— Your instructions —
What is wanted is an exact copy of the lines from the top of the listing through the line containing "fn play(&mut self);".

— Entries supplied —
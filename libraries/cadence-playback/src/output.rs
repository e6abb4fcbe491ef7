//! Audio output collaborator
//!
//! Abstracts whatever actually renders audio (a desktop device, a mobile
//! bridge, a test double). The coordinator is its only owner; dropping the
//! coordinator drops the output.

use crate::error::{PlaybackError, Result};
use cadence_core::{Track, TrackId};
use std::time::Duration;

/// Platform-agnostic audio output
///
/// Implementors load one track at a time and report progress back through
/// [`OutputEvent`]s, which the owner feeds to
/// [`PlaybackCoordinator::handle_output_event`](crate::PlaybackCoordinator::handle_output_event).
pub trait AudioOutput: Send {
    /// Load `track`, replacing whatever was loaded
    ///
    /// The play/pause state is not changed by loading.
    fn load(&mut self, track: &Track) -> Result<()>;

    /// Release the loaded track
    fn unload(&mut self);

    /// Start or resume playback of the loaded track
    fn play(&mut self);

    /// Pause, keeping the position
    fn pause(&mut self);

    /// Stop playback
    fn stop(&mut self);

    /// Seek within the loaded track
    fn seek(&mut self, position: Duration) -> Result<()>;

    /// Set linear volume (0.0-1.0)
    fn set_volume(&mut self, volume: f64);

    /// Mute or unmute
    fn set_muted(&mut self, muted: bool);

    /// Identity of the loaded track
    fn loaded(&self) -> Option<&TrackId>;

    /// Whether audio is currently playing
    fn is_playing(&self) -> bool;
}

/// Notifications from the audio output
#[derive(Debug, Clone, Copy, PartialEq, Eq)]
pub enum OutputEvent {
    /// Periodic position update
    PositionChanged {
        /// Current position
        position: Duration,
        /// Duration of the loaded track
        duration: Duration,
    },

    /// The loaded track played to its end
    PlaybackCompleted,
}

/// Output that renders nothing
///
/// Tracks load/play state faithfully, which makes it usable for headless
/// sessions and as a stand-in when no device is available.
#[derive(Debug, Default)]
pub struct NullOutput {
    loaded: Option<Track>,
    playing: bool,
    position: Duration,
    volume: f64,
    muted: bool,
}

impl NullOutput {
    /// Create an output with nothing loaded
    pub fn new() -> Self {
        Self {
            volume: 1.0,
            ..Self::default()
        }
    }

    /// Last seek position
    pub fn position(&self) -> Duration {
        self.position
    }

    /// Volume last applied
    pub fn volume(&self) -> f64 {
        self.volume
    }

    /// Check if muted
    pub fn is_muted(&self) -> bool {
        self.muted
    }
}

impl AudioOutput for NullOutput {
    fn load(&mut self, track: &Track) -> Result<()> {
        self.loaded = Some(track.clone());
        self.position = Duration::ZERO;
        Ok(())
    }

    fn unload(&mut self) {
        self.loaded = None;
        self.playing = false;
        self.position = Duration::ZERO;
    }

    fn play(&mut self) {
        self.playing = self.loaded.is_some();
    }

    fn pause(&mut self) {
        self.playing = false;
    }

    fn stop(&mut self) {
        self.playing = false;
        self.position = Duration::ZERO;
    }

    fn seek(&mut self, position: Duration) -> Result<()> {
        let track = self.loaded.as_ref().ok_or(PlaybackError::NoTrackLoaded)?;
        if let Some(duration) = track.duration {
            if position > duration {
                return Err(PlaybackError::output(format!(
                    "seek to {:?} past end of {} ({:?})",
                    position, track.id, duration
                )));
            }
        }
        self.position = position;
        Ok(())
    }

    fn set_volume(&mut self, volume: f64) {
        self.volume = volume;
    }

    fn set_muted(&mut self, muted: bool) {
        self.muted = muted;
    }

    fn loaded(&self) -> Option<&TrackId> {
        self.loaded.as_ref().map(|track| &track.id)
    }

    fn is_playing(&self) -> bool {
        self.playing
    }
}
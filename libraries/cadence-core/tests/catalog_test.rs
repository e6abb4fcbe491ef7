//! Integration tests for the in-memory catalog
//!
//! Exercises the mutations that make a playing candidate list stale.

use cadence_core::{Catalog, CoreError, MemoryCatalog, Track, TrackId};
use std::path::PathBuf;

fn library(ids: &[&str]) -> MemoryCatalog {
    let mut catalog = MemoryCatalog::new();
    for id in ids {
        catalog.add_track(Track::new(
            *id,
            format!("Track {}", id),
            PathBuf::from(format!("/music/{}.mp3", id)),
        ));
    }
    catalog
}

fn ids(tracks: &[Track]) -> Vec<&str> {
    tracks.iter().map(|t| t.id.as_str()).collect()
}

#[test]
fn list_tracks_keeps_library_order() {
    let catalog = library(&["c", "a", "b"]);
    assert_eq!(ids(&catalog.list_tracks()), vec!["c", "a", "b"]);
}

#[test]
fn playlist_keeps_its_own_order_and_duplicates() {
    let mut catalog = library(&["a", "b", "c"]);
    let playlist = catalog.create_playlist("Road trip").unwrap();

    catalog.add_track_to_playlist(&playlist, &"c".into()).unwrap();
    catalog.add_track_to_playlist(&playlist, &"a".into()).unwrap();
    catalog.add_track_to_playlist(&playlist, &"c".into()).unwrap();

    let tracks = catalog.playlist_tracks(&playlist).unwrap();
    assert_eq!(ids(&tracks), vec!["c", "a", "c"]);
}

#[test]
fn adding_unknown_track_to_playlist_fails() {
    let mut catalog = library(&["a"]);
    let playlist = catalog.create_playlist("Mix").unwrap();

    let missing = TrackId::new("zzz");
    assert_eq!(
        catalog.add_track_to_playlist(&playlist, &missing),
        Err(CoreError::TrackNotFound(missing))
    );
}

#[test]
fn removing_from_library_cascades_into_playlists() {
    let mut catalog = library(&["a", "b", "c"]);
    let playlist = catalog.create_playlist("Mix").unwrap();
    for id in ["a", "b", "c"] {
        catalog.add_track_to_playlist(&playlist, &id.into()).unwrap();
    }

    catalog.remove_track_from_library(&"b".into()).unwrap();

    assert_eq!(ids(&catalog.list_tracks()), vec!["a", "c"]);
    assert_eq!(
        ids(&catalog.playlist_tracks(&playlist).unwrap()),
        vec!["a", "c"]
    );
}

#[test]
fn remove_track_from_playlist_leaves_library_untouched() {
    let mut catalog = library(&["a", "b"]);
    let playlist = catalog.create_playlist("Mix").unwrap();
    catalog.add_track_to_playlist(&playlist, &"a".into()).unwrap();
    catalog.add_track_to_playlist(&playlist, &"b".into()).unwrap();

    catalog
        .remove_track_from_playlist(&playlist, &"a".into())
        .unwrap();

    assert_eq!(ids(&catalog.playlist_tracks(&playlist).unwrap()), vec!["b"]);
    assert_eq!(catalog.list_tracks().len(), 2);
    assert!(catalog
        .remove_track_from_playlist(&playlist, &"a".into())
        .is_err());
}

#[test]
fn rename_and_delete_playlist() {
    let mut catalog = library(&[]);
    let playlist = catalog.create_playlist("Old").unwrap();

    catalog.rename_playlist(&playlist, "New").unwrap();
    assert_eq!(catalog.playlists()[0].name, "New");

    catalog.delete_playlist(&playlist).unwrap();
    assert!(catalog.playlists().is_empty());
}
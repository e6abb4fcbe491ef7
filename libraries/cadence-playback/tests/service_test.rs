//! Dispatch service tests

mod common;

use cadence_playback::{
    NullOutput, OutputEvent, PlaybackCoordinator, PlaybackEvent, PlaybackService, PlaybackState,
    RepeatMode,
};
use common::{init_tracing, seeded_config, track, tracks};
use std::time::Duration;
use tokio::sync::mpsc::UnboundedReceiver;

fn spawn() -> (
    cadence_playback::PlaybackHandle,
    UnboundedReceiver<PlaybackEvent>,
    tokio::task::JoinHandle<()>,
) {
    init_tracing();
    PlaybackService::spawn(PlaybackCoordinator::new(NullOutput::new(), &seeded_config(8)))
}

fn collect(events: &mut UnboundedReceiver<PlaybackEvent>) -> Vec<PlaybackEvent> {
    let mut collected = Vec::new();
    while let Ok(event) = events.try_recv() {
        collected.push(event);
    }
    collected
}

#[tokio::test]
async fn commands_run_in_order() {
    let (handle, mut events, _task) = spawn();

    handle.play_list(tracks(&["a", "b", "c"]), 0).unwrap();
    handle.resume().unwrap();
    handle.next().unwrap();
    handle.set_repeat(RepeatMode::All).unwrap();

    let snapshot = handle.snapshot().await.unwrap();
    assert_eq!(snapshot.current.unwrap().id.as_str(), "b");
    assert_eq!(snapshot.state, PlaybackState::Playing);
    assert_eq!(snapshot.repeat, RepeatMode::All);
    assert_eq!(snapshot.history_len, 1);

    let received = collect(&mut events);
    let unmount_a = received
        .iter()
        .position(|e| *e == PlaybackEvent::TrackUnmounted { track_id: "a".into() })
        .unwrap();
    let mount_b = received
        .iter()
        .position(|e| *e == PlaybackEvent::TrackMounted { track_id: "b".into() })
        .unwrap();
    assert!(unmount_a < mount_b);
}

#[tokio::test]
async fn output_callbacks_share_the_command_queue() {
    let (handle, _events, _task) = spawn();

    handle.play_list(tracks(&["a", "b"]), 0).unwrap();
    handle.resume().unwrap();
    handle.output_event(OutputEvent::PlaybackCompleted).unwrap();
    handle.output_event(OutputEvent::PlaybackCompleted).unwrap();

    let snapshot = handle.snapshot().await.unwrap();
    assert_eq!(snapshot.current.unwrap().id.as_str(), "b");
    assert_eq!(snapshot.state, PlaybackState::Stopped);
}

#[tokio::test]
async fn failures_become_error_events() {
    let (handle, mut events, _task) = spawn();

    handle.seek(Duration::from_secs(10)).unwrap();
    handle.snapshot().await.unwrap();

    let received = collect(&mut events);
    assert!(matches!(
        received.as_slice(),
        [PlaybackEvent::Error { message }] if message.contains("No track loaded")
    ));
}

#[tokio::test]
async fn enqueue_through_handle() {
    let (handle, _events, _task) = spawn();

    handle.enqueue(track("x")).unwrap();
    handle.enqueue(track("y")).unwrap();
    handle.next().unwrap();

    let snapshot = handle.snapshot().await.unwrap();
    assert_eq!(snapshot.current.unwrap().id.as_str(), "y");
}

#[tokio::test]
async fn dropping_handles_stops_the_task() {
    let (handle, _events, task) = spawn();
    let second = handle.clone();
    drop(handle);

    second.stop().unwrap();
    drop(second);

    tokio::time::timeout(Duration::from_secs(5), task)
        .await
        .expect("service did not stop")
        .unwrap();
}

— Answer to the exercise —
filename libraries/cadence-playback/src/output.rs
repository e6abb4fcbe491ef7
//! Audio output collaborator
//!
//! Abstracts whatever actually renders audio (a desktop device, a mobile
//! bridge, a test double). The coordinator is its only owner; dropping the
//! coordinator drops the output.

use crate::error::{PlaybackError, Result};
use cadence_core::{Track, TrackId};
use std::time::Duration;

/// Platform-agnostic audio output
///
/// Implementors load one track at a time and report progress back through
/// [`OutputEvent`]s, which the owner feeds to
/// [`PlaybackCoordinator::handle_output_event`](crate::PlaybackCoordinator::handle_output_event).
pub trait AudioOutput: Send {
    /// Load `track`, replacing whatever was loaded
    ///
    /// The play/pause state is not changed by loading.
    fn load(&mut self, track: &Track) -> Result<()>;

    /// Release the loaded track
    fn unload(&mut self);

    /// Start or resume playback of the loaded track
    fn play(&mut self);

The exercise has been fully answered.